- **Exercise details**:
What you return must match the records exactly, line for line.

Collected data:
┌──

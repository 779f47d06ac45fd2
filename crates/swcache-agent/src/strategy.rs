//! Cache-first resolution with background revalidation.
//!
//! ```text
//! Start → Lookup ─┬─ hit ──────────────→ ReturnCached
//!                 ├─ hit (revalidated) → ReturnCachedWithBackgroundRefresh
//!                 └─ miss → NetworkFetch ─┬─ 200 basic → StoreAndReturn
//!                                         ├─ other     → ReturnUncached
//!                                         └─ failure ──┬─ navigation → ReturnOfflineDocument
//!                                                      └─ otherwise  → error
//! ```
//!
//! A response the cache could not take (storage error, or the version's cache
//! was collected meanwhile) is returned as `ReturnUncached`.

use std::sync::Arc;

use hashbrown::HashSet;
use http::StatusCode;
use swcache_net::{Fetcher, Request, Response, ResponseType};
use tokio::sync::Mutex;
use tokio::task::JoinHandle;
use tracing::{debug, error, warn};
use url::Url;

use crate::offline::offline_response;
use crate::storage::CacheStorage;
use crate::types::{CacheVersion, RequestKey, StoredResponse};
use crate::Result;

/// Terminal state reached while resolving a request.
#[derive(Debug, Clone, Copy, PartialEq, Eq)]
pub enum Outcome {
    ReturnCached,
    ReturnCachedWithBackgroundRefresh,
    StoreAndReturn,
    ReturnUncached,
    ReturnOfflineDocument,
}

impl Outcome {
    /// Whether the response came from the cache.
    pub fn from_cache(self) -> bool {
        matches!(
            self,
            Outcome::ReturnCached | Outcome::ReturnCachedWithBackgroundRefresh
        )
    }
}

/// A resolved request.
#[derive(Debug, Clone)]
pub struct Resolution {
    pub response: Response,
    pub outcome: Outcome,
}

/// Background refresh tasks that have not been awaited yet.
#[derive(Debug, Default)]
struct BackgroundTasks {
    handles: Mutex<Vec<JoinHandle<()>>>,
}

impl BackgroundTasks {
    async fn push(&self, handle: JoinHandle<()>) {
        let mut handles = self.handles.lock().await;
        handles.retain(|h| !h.is_finished());
        handles.push(handle);
    }

    async fn settle(&self) -> usize {
        let handles = std::mem::take(&mut *self.handles.lock().await);
        let count = handles.len();
        for handle in handles {
            if let Err(e) = handle.await {
                error!(error = %e, "Background refresh task panicked");
            }
        }
        count
    }
}

/// Serves eligible requests from the cache for one version.
pub struct ResolutionStrategy {
    storage: Arc<dyn CacheStorage>,
    fetcher: Arc<dyn Fetcher>,
    version: CacheVersion,
    revalidate: HashSet<String>,
    background: BackgroundTasks,
}

impl ResolutionStrategy {
    /// Create a strategy. Requests whose URL (ignoring query and fragment)
    /// matches one of `revalidate` are served stale-while-revalidate.
    pub fn new(
        storage: Arc<dyn CacheStorage>,
        fetcher: Arc<dyn Fetcher>,
        version: CacheVersion,
        revalidate: &[Url],
    ) -> Self {
        Self {
            storage,
            fetcher,
            version,
            revalidate: revalidate.iter().map(revalidation_key).collect(),
            background: BackgroundTasks::default(),
        }
    }

    /// Whether `url` is a designated mutable resource.
    pub fn is_revalidated(&self, url: &Url) -> bool {
        self.revalidate.contains(&revalidation_key(url))
    }

    /// Resolve a request. Only network failures on non-navigation requests
    /// are returned as errors.
    pub async fn resolve(&self, request: &Request) -> Result<Resolution> {
        let key = RequestKey::from_request(request);

        if let Some(key) = &key {
            if let Some(cached) = self.lookup(key).await {
                let response = cached.to_response()?;
                debug!(url = %request.url, "Serving from cache");

                if self.is_revalidated(&request.url) {
                    self.spawn_refresh(request.clone(), key.clone()).await;
                    return Ok(Resolution {
                        response,
                        outcome: Outcome::ReturnCachedWithBackgroundRefresh,
                    });
                }

                return Ok(Resolution {
                    response,
                    outcome: Outcome::ReturnCached,
                });
            }
        }

        debug!(url = %request.url, "Fetching from network");
        match self.fetcher.fetch(request).await {
            Ok(response) => {
                if !is_cacheable(&response) {
                    return Ok(Resolution {
                        response,
                        outcome: Outcome::ReturnUncached,
                    });
                }
                let stored = match key {
                    Some(key) => self.store(&request.url, key, &response).await,
                    None => false,
                };
                let outcome = if stored {
                    Outcome::StoreAndReturn
                } else {
                    Outcome::ReturnUncached
                };
                Ok(Resolution { response, outcome })
            }
            Err(e) if request.is_navigation() => {
                warn!(url = %request.url, error = %e, "Navigation failed, serving offline document");
                Ok(Resolution {
                    response: offline_response(&request.url),
                    outcome: Outcome::ReturnOfflineDocument,
                })
            }
            Err(e) => {
                error!(url = %request.url, error = %e, "Network fetch failed");
                Err(e.into())
            }
        }
    }

    /// Wait for every background refresh started so far. Returns how many
    /// were awaited.
    pub async fn settle(&self) -> usize {
        self.background.settle().await
    }

    async fn lookup(&self, key: &RequestKey) -> Option<StoredResponse> {
        match self.storage.match_entry(self.version.as_str(), key).await {
            Ok(found) => found,
            Err(e) => {
                warn!(key = %key, error = %e, "Cache lookup failed, treating as miss");
                None
            }
        }
    }

    // Never creates the version's cache; a collected version stays gone.
    async fn store(&self, url: &Url, key: RequestKey, response: &Response) -> bool {
        match self
            .storage
            .put(self.version.as_str(), key, StoredResponse::snapshot(response))
            .await
        {
            Ok(true) => true,
            Ok(false) => {
                debug!(%url, version = %self.version, "Cache no longer exists, not storing");
                false
            }
            Err(e) => {
                warn!(%url, error = %e, "Failed to cache network response");
                false
            }
        }
    }

    async fn spawn_refresh(&self, request: Request, key: RequestKey) {
        let storage = Arc::clone(&self.storage);
        let fetcher = Arc::clone(&self.fetcher);
        let version = self.version.clone();

        let handle = tokio::spawn(async move {
            match fetcher.fetch(&request).await {
                Ok(response) if response.ok() => {
                    let snapshot = StoredResponse::snapshot(&response);
                    match storage.put(version.as_str(), key, snapshot).await {
                        Ok(true) => debug!(url = %request.url, "Background refresh stored"),
                        Ok(false) => {
                            debug!(url = %request.url, %version, "Cache was collected, dropping refresh")
                        }
                        Err(e) => warn!(url = %request.url, error = %e, "Background refresh not stored"),
                    }
                }
                Ok(response) => {
                    debug!(url = %request.url, status = %response.status, "Background refresh not ok, keeping cache");
                }
                Err(e) => {
                    debug!(url = %request.url, error = %e, "Background refresh failed, keeping cache");
                }
            }
        });

        self.background.push(handle).await;
    }
}

/// Only complete, same-origin 200 responses are stored on a miss.
fn is_cacheable(response: &Response) -> bool {
    response.status == StatusCode::OK && response.response_type == ResponseType::Basic
}

fn revalidation_key(url: &Url) -> String {
    let mut url = url.clone();
    url.set_query(None);
    url.set_fragment(None);
    url.into()
}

└──

- **Finished exercise**:
repository 779f47d06ac45fd2
filename crates/swcache-agent/src/strategy.rs
//! Cache-first resolution with background revalidation.
//!
//! ```text
//! Start → Lookup ─┬─ hit ──────────────→ ReturnCached
//!                 ├─ hit (revalidated) → ReturnCachedWithBackgroundRefresh
//!                 └─ miss → NetworkFetch ─┬─ 200 basic → StoreAndReturn
//!                                         ├─ other     → ReturnUncached
//!                                         └─ failure ──┬─ navigation → ReturnOfflineDocument
//!                                                      └─ otherwise  → error
//! ```
//!
//! A response the cache could not take (storage error, or the version's cache
//! was collected meanwhile) is returned as `ReturnUncached`.

use std::sync::Arc;

use hashbrown::HashSet;
use http::StatusCode;
use swcache_net::{Fetcher, Request, Response, ResponseType};
use tokio::sync::Mutex;
use tokio::task::JoinHandle;
use tracing::{debug, error, warn};
use url::Url;

use crate::offline::offline_response;
use crate::storage::CacheStorage;
use crate::types::{CacheVersion, RequestKey, StoredResponse};
use crate::Result;

/// Terminal state reached while resolving a request.
#[derive(Debug, Clone, Copy, PartialEq, Eq)]
pub enum Outcome {
    ReturnCached,
    ReturnCachedWithBackgroundRefresh,
    StoreAndReturn,
    ReturnUncached,
    ReturnOfflineDocument,
}

impl Outcome {
    /// Whether the response came from the cache.
    pub fn from_cache(self) -> bool {
        matches!(
            self,
            Outcome::ReturnCached | Outcome::ReturnCachedWithBackgroundRefresh
        )
    }
}

/// A resolved request.
#[derive(Debug, Clone)]
pub struct Resolution {
    pub response: Response,
    pub outcome: Outcome,
}

/// Background refresh tasks that have not been awaited yet.
#[derive(Debug, Default)]
struct BackgroundTasks {
    handles: Mutex<Vec<JoinHandle<()>>>,
}

impl BackgroundTasks {
    async fn push(&self, handle: JoinHandle<()>) {
        let mut handles = self.handles.lock().await;
        handles.retain(|h| !h.is_finished());
        handles.push(handle);
    }

    async fn settle(&self) -> usize {
        let handles = std::mem::take(&mut *self.handles.lock().await);
        let count = handles.len();
        for handle in handles {
            if let Err(e) = handle.await {
                error!(error = %e, "Background refresh task panicked");
            }
        }
        count
    }
}

/// Serves eligible requests from the cache for one version.
pub struct ResolutionStrategy {
    storage: Arc<dyn CacheStorage>,
    fetcher: Arc<dyn Fetcher>,
    version: CacheVersion,
    revalidate: HashSet<String>,
    background: BackgroundTasks,
}

impl ResolutionStrategy {
    /// Create a strategy. Requests whose URL (ignoring query and fragment)
    /// matches one of `revalidate` are served stale-while-revalidate.
    pub fn new(
        storage: Arc<dyn CacheStorage>,
        fetcher: Arc<dyn Fetcher>,
        version: CacheVersion,
        revalidate: &[Url],
    ) -> Self {
        Self {
            storage,
            fetcher,
            version,
            revalidate: revalidate.iter().map(revalidation_key).collect(),
            background: BackgroundTasks::default(),
        }
    }

    /// Whether `url` is a designated mutable resource.
    pub fn is_revalidated(&self, url: &Url) -> bool {
        self.revalidate.contains(&revalidation_key(url))
    }

    /// Resolve a request. Only network failures on non-navigation requests
    /// are returned as errors.
    pub async fn resolve(&self, request: &Request) -> Result<Resolution> {
        let key = RequestKey::from_request(request);

        if let Some(key) = &key {
            if let Some(cached) = self.lookup(key).await {
                let response = cached.to_response()?;
                debug!(url = %request.url, "Serving from cache");

                if self.is_revalidated(&request.url) {
                    self.spawn_refresh(request.clone(), key.clone()).await;
                    return Ok(Resolution {
                        response,
                        outcome: Outcome::ReturnCachedWithBackgroundRefresh,
                    });
                }

                return Ok(Resolution {
                    response,
                    outcome: Outcome::ReturnCached,
                });
            }
        }

        debug!(url = %request.url, "Fetching from network");
        match self.fetcher.fetch(request).await {
            Ok(response) => {
                if !is_cacheable(&response) {
                    return Ok(Resolution {
                        response,
                        outcome: Outcome::ReturnUncached,
                    });
                }
                let stored = match key {
                    Some(key) => self.store(&request.url, key, &response).await,
                    None => false,
                };
                let outcome = if stored {
                    Outcome::StoreAndReturn
                } else {
                    Outcome::ReturnUncached
                };
                Ok(Resolution { response, outcome })
            }
            Err(e) if request.is_navigation() => {
                warn!(url = %request.url, error = %e, "Navigation failed, serving offline document");
                Ok(Resolution {
                    response: offline_response(&request.url),
                    outcome: Outcome::ReturnOfflineDocument,
                })
            }
            Err(e) => {
                error!(url = %request.url, error = %e, "Network fetch failed");
                Err(e.into())
            }
        }
    }

    /// Wait for every background refresh started so far. Returns how many
    /// were awaited.
    pub async fn settle(&self) -> usize {
        self.background.settle().await
    }

    async fn lookup(&self, key: &RequestKey) -> Option<StoredResponse> {
        match self.storage.match_entry(self.version.as_str(), key).await {
            Ok(found) => found,
            Err(e) => {
                warn!(key = %key, error = %e, "Cache lookup failed, treating as miss");
                None
            }
        }
    }

    // Never creates the version's cache; a collected version stays gone.
    async fn store(&self, url: &Url, key: RequestKey, response: &Response) -> bool {
        match self
            .storage
            .put(self.version.as_str(), key, StoredResponse::snapshot(response))
            .await
        {
            Ok(true) => true,
            Ok(false) => {
                debug!(%url, version = %self.version, "Cache no longer exists, not storing");
                false
            }
            Err(e) => {
                warn!(%url, error = %e, "Failed to cache network response");
                false
            }
        }
    }

    async fn spawn_refresh(&self, request: Request, key: RequestKey) {
        let storage = Arc::clone(&self.storage);
        let fetcher = Arc::clone(&self.fetcher);
        let version = self.version.clone();

        let handle = tokio::spawn(async move {
            match fetcher.fetch(&request).await {
                Ok(response) if response.ok() => {
                    let snapshot = StoredResponse::snapshot(&response);
                    match storage.put(version.as_str(), key, snapshot).await {
                        Ok(true) => debug!(url = %request.url, "Background refresh stored"),
                        Ok(false) => {
                            debug!(url = %request.url, %version, "Cache was collected, dropping refresh")
                        }
                        Err(e) => warn!(url = %request.url, error = %e, "Background refresh not stored"),
                    }
                }
                Ok(response) => {
                    debug!(url = %request.url, status = %response.status, "Background refresh not ok, keeping cache");
                }
                Err(e) => {
                    debug!(url = %request.url, error = %e, "Background refresh failed, keeping cache");
                }
            }
        });

        self.background.push(handle).await;
    }
}

/// Only complete, same-origin 200 responses are stored on a miss.
fn is_cacheable(response: &Response) -> bool {
    response.status == StatusCode::OK && response.response_type == ResponseType::Basic
}

fn revalidation_key(url: &Url) -> String {
    let mut url = url.clone();
    url.set_query(None);
    url.set_fragment(None);
    url.into()
}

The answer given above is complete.